What this task involves: Could you find every line in the entries below that holds the word "Medium" and copy it?

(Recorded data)
________________
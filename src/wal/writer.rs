use std::fs::{File, OpenOptions};
use std::io::{BufWriter, Write};
use std::path::Path;

use crate::error::Result;
use crate::wal::record::WALRecord;

/// Appends WAL records to a file on disk.
///
/// Every append is durable before it returns — a write is only acknowledged
/// to the caller once its record survives a crash. On restart, replaying the
/// WAL reconstructs the memtable.
///
/// Two layers of buffering to get through:
/// ```text
/// BufWriter.flush()  → Rust buffer → OS page cache
/// file.sync_all()    → OS page cache → physical disk
/// ```
pub struct WALWriter {
    writer: BufWriter<File>,
    len: u64,
}

impl WALWriter {
    /// Open (creating if missing) the WAL file at `path` for appending.
    /// Fails fatally if the file cannot be opened or created.
    pub fn open(path: &Path) -> Result<Self> {
        let file = OpenOptions::new().create(true).append(true).open(path)?;
        let len = file.metadata()?.len();

        Ok(WALWriter {
            writer: BufWriter::new(file),
            len,
        })
    }

    /// Append a record and sync it to stable storage.
    pub fn append(&mut self, record: &WALRecord) -> Result<()> {
        let encoded = record.encode();

        self.writer.write_all(&encoded)?;
        self.writer.flush()?;
        self.writer.get_ref().sync_all()?;
        self.len += encoded.len() as u64;

        Ok(())
    }

    /// Truncate the log to empty. Called only once the memtable contents it
    /// covers have been durably flushed to a segment; the file handle stays
    /// open and subsequent appends start from the beginning.
    pub fn clear(&mut self) -> Result<()> {
        self.writer.flush()?;
        self.writer.get_ref().set_len(0)?;
        self.writer.get_ref().sync_all()?;
        self.len = 0;

        Ok(())
    }

    /// Bytes currently in the log file.
    pub fn len(&self) -> u64 {
        self.len
    }

    /// Whether the log file is empty.
    pub fn is_empty(&self) -> bool {
        self.len == 0
    }
}
//! Models offered by default, and ready-made programs for `/run`
//!
//! The session only ever passes a model's `id` to the engine; the other
//! fields exist for display.

use serde::Serialize;

/// A selectable model
#[derive(Debug, Clone, Copy, PartialEq, Serialize)]
pub struct ModelInfo {
    /// Identifier understood by the model engine
    pub id: &'static str,
    pub display_name: &'static str,
    pub description: &'static str,
    pub size_gb: f32,
}

pub const AVAILABLE_MODELS: &[ModelInfo] = &[
    ModelInfo {
        id: "llama3.2:1b",
        display_name: "Llama 3.2 1B (Small)",
        description: "Quantization: Q8_0",
        size_gb: 1.3,
    },
    ModelInfo {
        id: "llama3.2:1b-instruct-fp16",
        display_name: "Llama 3.2 1B (Medium)",
        description: "Quantization: Full / FP16",
        size_gb: 2.5,
    },
    ModelInfo {
        id: "qwen2.5-coder:1.5b",
        display_name: "Qwen 2.5 Coder 1.5B",
        description: "Quantization: Q4_K_M, tuned for code",
        size_gb: 1.0,
    },
    ModelInfo {
        id: "mistral:7b",
        display_name: "Mistral 7B (Medium)",
        description: "Quantization: Q4_0",
        size_gb: 4.1,
    },
];

/// Look up a catalog entry by id
pub fn find_model(id: &str) -> Option<&'static ModelInfo> {
    AVAILABLE_MODELS.iter().find(|model| model.id == id)
}

/// A ready-made program the user can run without the model
#[derive(Debug, Clone, Copy, PartialEq, Eq, Serialize)]
pub struct CodeExample {
    pub name: &'static str,
    pub code: &'static str,
}

pub const CODE_EXAMPLES: &[CodeExample] = &[
    CodeExample {
        name: "primes",
        code: "def is_prime(n):
    if n < 2:
        return False
    for i in range(2, int(n**0.5) + 1):
        if n % i == 0:
            return False
    return True

count = 0
num = 2

while count < 10:
    if is_prime(num):
        print(num)
        count += 1
    num += 1",
    },
    CodeExample {
        name: "numpy",
        code: "import numpy as np

a = np.array([1, 2, 3, 4, 5])
b = a ** 2

for x, y in zip(a, b):
    print(f\"{x} squared is {y}\")",
    },
];

/// Look up a code example by name, ignoring case
pub fn find_example(name: &str) -> Option<&'static CodeExample> {
    CODE_EXAMPLES
        .iter()
        .find(|example| example.name.eq_ignore_ascii_case(name))
}

#[cfg(test)]
mod tests {
    use super::*;

    #[test]
    fn test_find_model() {
        assert_eq!(find_model("mistral:7b").map(|m| m.display_name), Some("Mistral 7B (Medium)"));
        assert!(find_model("not-a-model").is_none());
    }

    #[test]
    fn test_ids_are_unique() {
        for (i, model) in AVAILABLE_MODELS.iter().enumerate() {
            assert!(AVAILABLE_MODELS[i + 1..].iter().all(|other| other.id != model.id));
        }
    }

    #[test]
    fn test_find_example() {
        assert!(find_example("Primes").is_some_and(|e| e.code.contains("is_prime")));
        assert!(find_example("numpy").is_some_and(|e| e.code.starts_with("import numpy")));
        assert!(find_example("pandas").is_none());
    }
}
________________
Exercise result:
        display_name: "Llama 3.2 1B (Medium)",
        display_name: "Mistral 7B (Medium)",
        assert_eq!(find_model("mistral:7b").map(|m| m.display_name), Some("Mistral 7B (Medium)"));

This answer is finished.